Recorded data
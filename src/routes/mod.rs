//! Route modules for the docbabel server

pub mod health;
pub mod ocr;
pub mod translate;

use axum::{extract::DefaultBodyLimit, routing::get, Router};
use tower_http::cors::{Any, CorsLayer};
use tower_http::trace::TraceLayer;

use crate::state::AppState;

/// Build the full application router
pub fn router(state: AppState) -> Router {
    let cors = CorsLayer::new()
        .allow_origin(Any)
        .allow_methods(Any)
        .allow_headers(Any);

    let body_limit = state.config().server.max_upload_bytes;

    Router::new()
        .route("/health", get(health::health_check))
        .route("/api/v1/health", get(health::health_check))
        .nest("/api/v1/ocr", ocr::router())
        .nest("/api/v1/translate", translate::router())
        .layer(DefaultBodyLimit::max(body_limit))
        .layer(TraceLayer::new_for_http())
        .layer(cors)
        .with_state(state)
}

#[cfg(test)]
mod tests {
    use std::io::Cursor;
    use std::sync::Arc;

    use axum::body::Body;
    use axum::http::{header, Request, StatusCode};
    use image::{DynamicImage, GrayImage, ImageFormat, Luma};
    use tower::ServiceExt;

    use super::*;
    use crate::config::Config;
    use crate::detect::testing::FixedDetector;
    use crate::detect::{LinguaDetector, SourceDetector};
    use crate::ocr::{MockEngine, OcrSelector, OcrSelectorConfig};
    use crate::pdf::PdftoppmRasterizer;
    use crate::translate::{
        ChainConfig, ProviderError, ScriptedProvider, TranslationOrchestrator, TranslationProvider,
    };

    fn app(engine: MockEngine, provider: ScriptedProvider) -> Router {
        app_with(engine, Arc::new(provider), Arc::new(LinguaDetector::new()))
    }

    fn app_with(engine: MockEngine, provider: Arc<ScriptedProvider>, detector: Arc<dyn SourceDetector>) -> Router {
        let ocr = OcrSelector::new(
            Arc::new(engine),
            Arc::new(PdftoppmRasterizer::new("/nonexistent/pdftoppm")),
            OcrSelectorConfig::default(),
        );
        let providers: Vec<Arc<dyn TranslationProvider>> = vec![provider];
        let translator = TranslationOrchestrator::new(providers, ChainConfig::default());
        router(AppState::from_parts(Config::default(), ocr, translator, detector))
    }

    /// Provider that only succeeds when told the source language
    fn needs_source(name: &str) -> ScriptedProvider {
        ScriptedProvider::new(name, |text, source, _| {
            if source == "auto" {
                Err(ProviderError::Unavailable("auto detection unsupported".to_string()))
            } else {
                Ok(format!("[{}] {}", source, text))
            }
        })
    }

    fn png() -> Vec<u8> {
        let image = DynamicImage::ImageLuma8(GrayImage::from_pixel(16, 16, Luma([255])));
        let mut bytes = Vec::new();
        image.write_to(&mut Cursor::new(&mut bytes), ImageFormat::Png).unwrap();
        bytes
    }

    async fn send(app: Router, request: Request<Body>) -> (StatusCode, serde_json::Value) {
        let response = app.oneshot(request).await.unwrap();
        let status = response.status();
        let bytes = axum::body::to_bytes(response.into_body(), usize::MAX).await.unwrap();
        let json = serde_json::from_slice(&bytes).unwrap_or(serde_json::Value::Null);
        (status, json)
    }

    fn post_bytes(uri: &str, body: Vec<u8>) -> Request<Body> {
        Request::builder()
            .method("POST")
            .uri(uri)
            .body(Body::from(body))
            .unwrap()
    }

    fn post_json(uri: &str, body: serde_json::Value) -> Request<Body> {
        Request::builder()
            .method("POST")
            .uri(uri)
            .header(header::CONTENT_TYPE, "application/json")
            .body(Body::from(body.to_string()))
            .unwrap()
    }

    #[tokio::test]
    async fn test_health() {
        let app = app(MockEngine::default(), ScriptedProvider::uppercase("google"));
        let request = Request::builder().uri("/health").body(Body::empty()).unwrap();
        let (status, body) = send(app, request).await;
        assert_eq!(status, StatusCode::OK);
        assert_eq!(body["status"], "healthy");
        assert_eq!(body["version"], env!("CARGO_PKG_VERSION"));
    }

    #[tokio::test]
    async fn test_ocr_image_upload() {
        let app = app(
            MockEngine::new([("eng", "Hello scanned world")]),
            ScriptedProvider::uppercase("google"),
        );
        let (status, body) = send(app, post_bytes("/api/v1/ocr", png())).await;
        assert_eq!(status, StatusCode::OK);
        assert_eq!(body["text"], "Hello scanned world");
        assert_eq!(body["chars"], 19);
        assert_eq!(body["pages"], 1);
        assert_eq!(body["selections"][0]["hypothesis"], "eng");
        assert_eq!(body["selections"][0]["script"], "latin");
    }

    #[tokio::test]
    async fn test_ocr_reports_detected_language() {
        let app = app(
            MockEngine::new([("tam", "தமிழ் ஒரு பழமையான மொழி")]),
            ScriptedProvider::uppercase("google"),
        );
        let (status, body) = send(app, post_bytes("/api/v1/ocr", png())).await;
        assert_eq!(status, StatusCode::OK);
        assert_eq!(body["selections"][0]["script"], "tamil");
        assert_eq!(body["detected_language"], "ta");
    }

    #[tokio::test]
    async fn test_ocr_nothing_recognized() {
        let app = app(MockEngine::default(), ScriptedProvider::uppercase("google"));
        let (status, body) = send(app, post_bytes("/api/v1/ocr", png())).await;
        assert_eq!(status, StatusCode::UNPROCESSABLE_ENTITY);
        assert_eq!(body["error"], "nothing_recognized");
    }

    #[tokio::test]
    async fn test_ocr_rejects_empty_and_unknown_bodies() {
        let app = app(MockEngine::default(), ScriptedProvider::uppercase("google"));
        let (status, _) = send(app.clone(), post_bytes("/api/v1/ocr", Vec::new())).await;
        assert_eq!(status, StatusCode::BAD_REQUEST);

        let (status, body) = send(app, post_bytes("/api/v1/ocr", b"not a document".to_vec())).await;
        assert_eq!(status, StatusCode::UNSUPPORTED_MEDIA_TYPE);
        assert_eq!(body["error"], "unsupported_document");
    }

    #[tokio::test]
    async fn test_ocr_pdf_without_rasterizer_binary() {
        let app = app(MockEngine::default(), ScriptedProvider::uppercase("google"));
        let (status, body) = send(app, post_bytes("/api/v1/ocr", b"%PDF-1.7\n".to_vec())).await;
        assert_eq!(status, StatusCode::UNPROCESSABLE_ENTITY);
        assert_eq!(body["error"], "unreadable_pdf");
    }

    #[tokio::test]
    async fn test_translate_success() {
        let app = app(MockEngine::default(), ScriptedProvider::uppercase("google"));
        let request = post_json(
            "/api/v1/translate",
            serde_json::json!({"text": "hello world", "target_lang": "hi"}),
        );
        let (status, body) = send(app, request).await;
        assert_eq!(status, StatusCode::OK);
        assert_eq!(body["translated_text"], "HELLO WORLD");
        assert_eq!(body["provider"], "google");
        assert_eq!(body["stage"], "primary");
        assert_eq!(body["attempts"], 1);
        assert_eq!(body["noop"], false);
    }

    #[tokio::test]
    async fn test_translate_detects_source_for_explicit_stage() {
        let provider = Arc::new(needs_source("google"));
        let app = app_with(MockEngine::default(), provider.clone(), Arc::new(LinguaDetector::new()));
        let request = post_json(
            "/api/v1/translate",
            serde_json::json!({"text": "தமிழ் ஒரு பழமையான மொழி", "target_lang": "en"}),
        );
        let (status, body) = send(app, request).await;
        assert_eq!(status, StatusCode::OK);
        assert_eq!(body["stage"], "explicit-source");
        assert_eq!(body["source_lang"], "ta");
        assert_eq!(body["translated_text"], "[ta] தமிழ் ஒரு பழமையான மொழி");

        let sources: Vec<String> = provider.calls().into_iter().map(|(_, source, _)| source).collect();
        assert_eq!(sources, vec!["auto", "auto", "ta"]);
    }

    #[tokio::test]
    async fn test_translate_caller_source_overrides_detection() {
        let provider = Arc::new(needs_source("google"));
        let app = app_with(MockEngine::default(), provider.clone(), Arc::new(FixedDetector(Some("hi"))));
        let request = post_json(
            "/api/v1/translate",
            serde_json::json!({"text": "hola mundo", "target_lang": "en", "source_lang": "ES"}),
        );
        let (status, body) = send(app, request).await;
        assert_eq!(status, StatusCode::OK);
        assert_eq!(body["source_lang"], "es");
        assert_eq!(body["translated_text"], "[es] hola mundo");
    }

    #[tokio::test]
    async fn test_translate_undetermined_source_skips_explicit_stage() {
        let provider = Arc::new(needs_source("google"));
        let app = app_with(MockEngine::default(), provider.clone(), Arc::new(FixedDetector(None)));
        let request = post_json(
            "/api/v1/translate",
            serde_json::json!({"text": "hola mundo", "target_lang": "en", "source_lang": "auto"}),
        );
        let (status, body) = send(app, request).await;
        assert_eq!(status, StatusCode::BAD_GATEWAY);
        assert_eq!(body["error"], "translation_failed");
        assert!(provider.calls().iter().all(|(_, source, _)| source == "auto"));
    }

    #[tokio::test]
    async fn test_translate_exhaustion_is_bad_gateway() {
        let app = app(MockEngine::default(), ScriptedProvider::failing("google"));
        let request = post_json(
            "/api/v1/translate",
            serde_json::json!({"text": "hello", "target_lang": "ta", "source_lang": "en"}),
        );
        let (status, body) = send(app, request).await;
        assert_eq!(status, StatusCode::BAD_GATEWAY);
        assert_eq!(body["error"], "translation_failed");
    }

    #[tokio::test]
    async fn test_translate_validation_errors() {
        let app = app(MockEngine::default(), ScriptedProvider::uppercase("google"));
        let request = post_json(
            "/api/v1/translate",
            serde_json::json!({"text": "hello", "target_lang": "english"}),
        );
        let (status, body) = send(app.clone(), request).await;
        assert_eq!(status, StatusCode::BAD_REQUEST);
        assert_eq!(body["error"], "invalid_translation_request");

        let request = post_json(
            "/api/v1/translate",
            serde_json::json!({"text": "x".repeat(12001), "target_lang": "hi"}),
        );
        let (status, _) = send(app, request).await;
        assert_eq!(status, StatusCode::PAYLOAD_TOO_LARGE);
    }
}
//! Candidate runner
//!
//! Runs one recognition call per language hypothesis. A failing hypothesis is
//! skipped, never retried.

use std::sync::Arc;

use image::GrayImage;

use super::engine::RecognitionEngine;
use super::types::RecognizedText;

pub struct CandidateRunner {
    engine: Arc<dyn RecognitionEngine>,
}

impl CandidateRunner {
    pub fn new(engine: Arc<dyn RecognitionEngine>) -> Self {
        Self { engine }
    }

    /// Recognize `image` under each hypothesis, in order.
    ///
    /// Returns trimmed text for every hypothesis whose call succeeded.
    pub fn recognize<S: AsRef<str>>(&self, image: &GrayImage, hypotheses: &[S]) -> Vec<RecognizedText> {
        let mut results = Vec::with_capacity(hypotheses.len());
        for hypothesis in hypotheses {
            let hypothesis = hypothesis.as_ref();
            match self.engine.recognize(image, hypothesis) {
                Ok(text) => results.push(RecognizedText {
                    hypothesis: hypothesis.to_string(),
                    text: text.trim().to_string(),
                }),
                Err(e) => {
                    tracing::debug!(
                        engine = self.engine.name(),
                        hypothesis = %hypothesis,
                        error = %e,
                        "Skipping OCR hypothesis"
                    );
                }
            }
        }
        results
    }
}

### TASK PROMPT
Note every line of the entries in which "TranslationOrchestrator" appears, and copy it down.

### ANSWER TO THIS EXERCISE
        ChainConfig, ProviderError, ScriptedProvider, TranslationOrchestrator, TranslationProvider,
        let translator = TranslationOrchestrator::new(providers, ChainConfig::default());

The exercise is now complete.